Wise-Hawkins has another goal for the summer. “I hope to be performing in my favorite musical, ‘Les Miserables,’ at the Santa Clarita Performing Arts Center at College of the Canyons,” she said. “I love the role of Eponine. I’ve played her before (in a production while attending Canyon High, pictured below right) and would love to play her again. Thanks to my classical vocal training I believe I could be a dynamic Cosette as well. That was actually the musical that got me started with classical singing.”

The first English-language musical stage adaptation of French poet and playwright Victor Hugo’s classic 1862 novel opened in London in 1985, and premiered on Broadway two years later. Since then, “Les Miserables” has been seen by more than 65 million people in 42 countries, has won more than 100 international awards, and is the world’s longest-running musical, according to its official website.

Wise-Hawkins said she loved the 2012 movie version.

“I’ve seen it four times and can’t wait to get my DVD,” she said. “I had the honor of attending a special screening at the (Motion Picture) Academy and was deeply inspired by the Q&A with director Tom Hooper, Hugh Jackman (who played lead character Jean Valjean) and Eddie Redmayne (Marius Pontmercy).”

On July 25, Wise-Hawkins will warble a country set as the opening act for country artist Peter Brandon at The Muck (Muckenthaler Cultural Center) in Fullerton. “He’s so talented — those tickets are going to go fast,” she said. (Call 866-411-1212.)

“It’s crazy, I know — you see me singing country music, and then you see me doing this opera thing,” Wise-Hawkins said. “It’s like I’m living (in) two different worlds, for sure. I have to say, classical voice is honestly the hardest thing you can sing, and I am so thankful I got classical training. It has helped me as an overall singer, no matter what I’m singing. I just love performing on stage, doing theater and opera and country. It’s my life. I’m incredibly happy.”

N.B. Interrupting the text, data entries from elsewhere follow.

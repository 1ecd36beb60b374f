#![forbid(unsafe_code)]

//! Layered graph model used by `narwhal`.
//!
//! The graph is an arena: nodes, ports, edges and layers live in flat vectors and refer to each
//! other through small `Copy` handles ([`NodeId`], [`PortId`], [`EdgeId`], [`LayerId`]). Phases
//! keep their per-node bookkeeping in [`NodeMap`]/[`EdgeMap`] scratch arrays instead of fields on
//! the node, so nothing leaks from one phase into the next.

pub mod error;
pub mod geometry;
pub mod graph;
pub mod ids;
pub mod scratch;

pub use error::{Error, Result};
pub use geometry::{Margins, Point, Size};
pub use graph::{Edge, LGraph, Layer, Node, NodeKind, Port, PortSide};
pub use ids::{EdgeId, LayerId, NodeId, PortId};
pub use scratch::{EdgeMap, NodeMap, PortMap};
//! Spanning-tree bookkeeping: tight tree construction, low/lim numbering and cut values.

use crate::rank::ngraph::NGraph;

/// Grows a tight spanning tree from node 0, shifting the partial tree by the smallest incident
/// slack whenever no tight edge leaves it. Marks the tree edges and returns nothing else; the
/// layering stays feasible throughout.
pub(super) fn feasible_tree(g: &mut NGraph) {
    let n = g.nodes.len();
    for e in &mut g.edges {
        e.tree = false;
        e.cut_value = 0.0;
    }
    if n == 0 {
        return;
    }

    let mut in_tree = vec![false; n];
    let mut members = vec![0usize];
    in_tree[0] = true;
    grow_tight(g, 0, &mut in_tree, &mut members);

    while members.len() < n {
        let mut best: Option<(i32, usize)> = None;
        for (ix, e) in g.edges.iter().enumerate() {
            if in_tree[e.source] == in_tree[e.target] {
                continue;
            }
            let slack = g.slack(ix);
            if best.is_none_or(|(s, _)| slack < s) {
                best = Some((slack, ix));
            }
        }
        // Connected input always has an incident edge.
        let Some((slack, ix)) = best else {
            return;
        };
        let (source, target) = (g.edges[ix].source, g.edges[ix].target);
        let shift = if in_tree[source] { slack } else { -slack };
        for &m in &members {
            g.nodes[m].layer += shift;
        }
        let fresh = if in_tree[source] { target } else { source };
        g.edges[ix].tree = true;
        in_tree[fresh] = true;
        members.push(fresh);
        grow_tight(g, fresh, &mut in_tree, &mut members);
    }
}

fn grow_tight(g: &mut NGraph, start: usize, in_tree: &mut [bool], members: &mut Vec<usize>) {
    let mut stack = vec![start];
    while let Some(v) = stack.pop() {
        let incident: Vec<usize> = g.nodes[v].incident().collect();
        for e in incident {
            let w = g.edges[e].other(v);
            if in_tree[w] || g.slack(e) != 0 {
                continue;
            }
            g.edges[e].tree = true;
            in_tree[w] = true;
            members.push(w);
            stack.push(w);
        }
    }
}

/// Assigns `parent`, `low` and `lim` for the subtree hanging below `root`, numbering it in
/// postorder from `first_lim`. The parent edge of `root` itself is left alone.
pub(super) fn assign_low_lim(g: &mut NGraph, root: usize, first_lim: u32) {
    struct Frame {
        node: usize,
        next: usize,
        low: u32,
    }

    let mut next_lim = first_lim;
    let mut stack = vec![Frame {
        node: root,
        next: 0,
        low: next_lim,
    }];
    while let Some(frame) = stack.last_mut() {
        let v = frame.node;
        let edge = {
            let node = &g.nodes[v];
            let k = frame.next;
            if k < node.incoming.len() {
                Some(node.incoming[k])
            } else {
                node.outgoing.get(k - node.incoming.len()).copied()
            }
        };
        match edge {
            Some(e) => {
                frame.next += 1;
                if !g.edges[e].tree || g.nodes[v].parent == Some(e) {
                    continue;
                }
                let w = g.edges[e].other(v);
                g.nodes[w].parent = Some(e);
                stack.push(Frame {
                    node: w,
                    next: 0,
                    low: next_lim,
                });
            }
            None => {
                let low = frame.low;
                stack.pop();
                g.nodes[v].low = low;
                g.nodes[v].lim = next_lim;
                next_lim += 1;
            }
        }
    }
}

/// Whether `node` lies in the subtree rooted at `root`.
pub(super) fn is_descendant(g: &NGraph, node: usize, root: usize) -> bool {
    let (r, v) = (&g.nodes[root], &g.nodes[node]);
    r.low <= v.lim && v.lim <= r.lim
}

/// Computes every tree edge's cut value bottom-up. Requires a fresh low/lim numbering.
pub(super) fn init_cut_values(g: &mut NGraph) {
    let mut postorder: Vec<usize> = (0..g.nodes.len()).collect();
    postorder.sort_unstable_by_key(|&v| g.nodes[v].lim);
    for v in postorder {
        if let Some(parent_edge) = g.nodes[v].parent {
            g.edges[parent_edge].cut_value = cut_value_below(g, v, parent_edge);
        }
    }
}

/// Cut value of `child`'s parent edge from the cut values of the child's own tree edges.
fn cut_value_below(g: &NGraph, child: usize, parent_edge: usize) -> f64 {
    let child_is_tail = g.edges[parent_edge].source == child;
    let mut cut = g.edges[parent_edge].weight;
    for e in g.nodes[child].incident() {
        if e == parent_edge {
            continue;
        }
        let edge = &g.edges[e];
        let points_to_head = (edge.source == child) == child_is_tail;
        cut += if points_to_head { edge.weight } else { -edge.weight };
        if edge.tree {
            cut += if points_to_head {
                -edge.cut_value
            } else {
                edge.cut_value
            };
        }
    }
    cut
}
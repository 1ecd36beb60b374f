use narwhal_graph::{EdgeId, Error, LGraph, NodeMap, Point, PortId, PortSide, Size};

fn sized() -> Size {
    Size::new(30.0, 20.0)
}

#[test]
fn connect_creates_east_and_west_ports() {
    let mut g = LGraph::new();
    let a = g.add_node("a", sized());
    let b = g.add_node("b", sized());
    let e = g.connect(a, b);

    let sp = g.edge(e).source();
    let tp = g.edge(e).target();
    assert_eq!(g.port(sp).side, PortSide::East);
    assert_eq!(g.port(tp).side, PortSide::West);
    assert_eq!(g.source_node(e), a);
    assert_eq!(g.target_node(e), b);
    assert_eq!(g.outgoing_edges(a), vec![e]);
    assert_eq!(g.incoming_edges(b), vec![e]);
    assert!(g.incoming_edges(a).is_empty());
}

#[test]
fn reverse_edge_flips_exclusive_free_ports() {
    let mut g = LGraph::new();
    let a = g.add_node("a", sized());
    let b = g.add_node("b", sized());
    let e = g.connect(a, b);
    let sp = g.edge(e).source();

    g.reverse_edge(e, true);

    assert!(g.edge(e).reversed);
    assert_eq!(g.source_node(e), b);
    assert_eq!(g.target_node(e), a);
    assert_eq!(g.edge(e).target(), sp);
    assert_eq!(g.port(sp).side, PortSide::West);
    assert_eq!(g.port(g.edge(e).source()).side, PortSide::East);

    g.reverse_edge(e, false);
    assert!(!g.edge(e).reversed);
    assert_eq!(g.source_node(e), a);
}

#[test]
fn reverse_edge_creates_new_port_for_shared_ports() {
    let mut g = LGraph::new();
    let a = g.add_node("a", sized());
    let b = g.add_node("b", sized());
    let c = g.add_node("c", sized());
    let shared = g.add_port(a, PortSide::East);
    let pb = g.add_port(b, PortSide::West);
    let pc = g.add_port(c, PortSide::West);
    let e1 = g.add_edge(shared, pb);
    let e2 = g.add_edge(shared, pc);

    g.reverse_edge(e1, true);

    assert_eq!(g.port(shared).side, PortSide::East);
    assert_eq!(g.port(shared).outgoing(), &[e2]);
    let new_target = g.edge(e1).target();
    assert_ne!(new_target, shared);
    assert_eq!(g.port(new_target).side, PortSide::West);
    assert_eq!(g.port(new_target).node, a);
}

#[test]
fn hidden_edges_are_skipped_until_restored() {
    let mut g = LGraph::new();
    let a = g.add_node("a", sized());
    let b = g.add_node("b", sized());
    let e = g.connect(a, b);

    g.hide_edge(e);
    assert_eq!(g.edge_count(), 0);
    assert!(g.outgoing_edges(a).is_empty());

    g.restore_edge(e);
    assert_eq!(g.edge_ids().collect::<Vec<EdgeId>>(), vec![e]);
    assert_eq!(g.outgoing_edges(a), vec![e]);
}

#[test]
fn layers_keep_insertion_and_explicit_order() {
    let mut g = LGraph::new();
    let a = g.add_node("a", sized());
    let b = g.add_node("b", sized());
    let c = g.add_node("c", sized());
    let l0 = g.add_layer();
    let l1 = g.add_layer();
    g.assign_layer(a, l0);
    g.assign_layer(b, l0);
    g.assign_layer(c, l1);
    assert_eq!(g.layer(l0).nodes(), &[a, b]);
    assert_eq!(g.layer_index(c), Some(1));

    g.set_layer_order(l0, vec![b, a]);
    assert_eq!(g.layer(l0).nodes(), &[b, a]);

    g.assign_layer(b, l1);
    assert_eq!(g.layer(l0).nodes(), &[a]);
    assert_eq!(g.layer(l1).nodes(), &[c, b]);

    g.remove_node(c);
    assert_eq!(g.layer(l1).nodes(), &[b]);
    assert_eq!(g.node_count(), 2);
}

#[test]
fn port_absolute_anchor_adds_node_and_port_offsets() {
    let mut g = LGraph::new();
    let a = g.add_node("a", sized());
    let p = g.add_fixed_port(a, PortSide::East, Point::new(30.0, 5.0));
    g.port_mut(p).anchor = Point::new(0.0, 2.0);
    g.node_mut(a).position = Point::new(100.0, 40.0);

    assert_eq!(g.port_absolute_anchor(p), Point::new(130.0, 47.0));
}

#[test]
fn validate_reports_the_offending_edge() {
    let mut g = LGraph::new();
    let a = g.add_node("a", sized());
    let pa = g.add_port(a, PortSide::East);
    let e = g.add_edge(pa, PortId::from_index(42));

    match g.validate() {
        Err(Error::DanglingEdge { edge, port }) => {
            assert_eq!(edge, e);
            assert_eq!(port, PortId::from_index(42));
        }
        other => panic!("unexpected validation result: {other:?}"),
    }
}

#[test]
fn validate_rejects_negative_sizes() {
    let mut g = LGraph::new();
    let a = g.add_node("a", Size::new(-1.0, 10.0));
    let err = g.validate().unwrap_err();
    assert_eq!(err.element(), a.to_string());
}

#[test]
fn validate_checks_edge_weight_and_delta() {
    let mut g = LGraph::new();
    let a = g.add_node("a", sized());
    let b = g.add_node("b", sized());
    let e = g.connect(a, b);
    let lp = g.connect(b, b);
    assert!(g.validate().is_ok());

    g.edge_mut(e).delta = 0;
    assert!(matches!(g.validate(), Err(Error::InvalidDelta { edge, delta: 0 }) if edge == e));

    g.edge_mut(e).delta = 2;
    g.edge_mut(e).weight = f64::NAN;
    assert!(matches!(g.validate(), Err(Error::InvalidWeight { edge, .. }) if edge == e));

    // Self-loops never reach layering, so their weight and delta are not checked.
    g.edge_mut(e).weight = 1.0;
    g.edge_mut(lp).delta = 0;
    g.edge_mut(lp).weight = -3.0;
    assert!(g.validate().is_ok());
}

#[test]
fn node_map_is_indexed_by_handle() {
    let mut g = LGraph::new();
    let a = g.add_node("a", sized());
    let b = g.add_node("b", sized());
    let mut marks: NodeMap<u32> = NodeMap::new(&g, 0);
    marks[b] = 7;
    assert_eq!(marks[a], 0);
    assert_eq!(marks[b], 7);
    assert_eq!(g.node_by_name("b"), Some(b));
}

What’s her best advice for other aspiring young singers?

“I honestly feel that if you work hard enough for something, you can have anything you want,” she said. “If you just put your mind to something, then you can do it. I never in my life thought I would ever get a bachelor’s degree in vocal performance, in opera. That was actually one of the biggest challenges for me — just learning classical voice and getting through the vocal program at CalArts. That was just such an achievement for me, and I just feel like anything is possible.”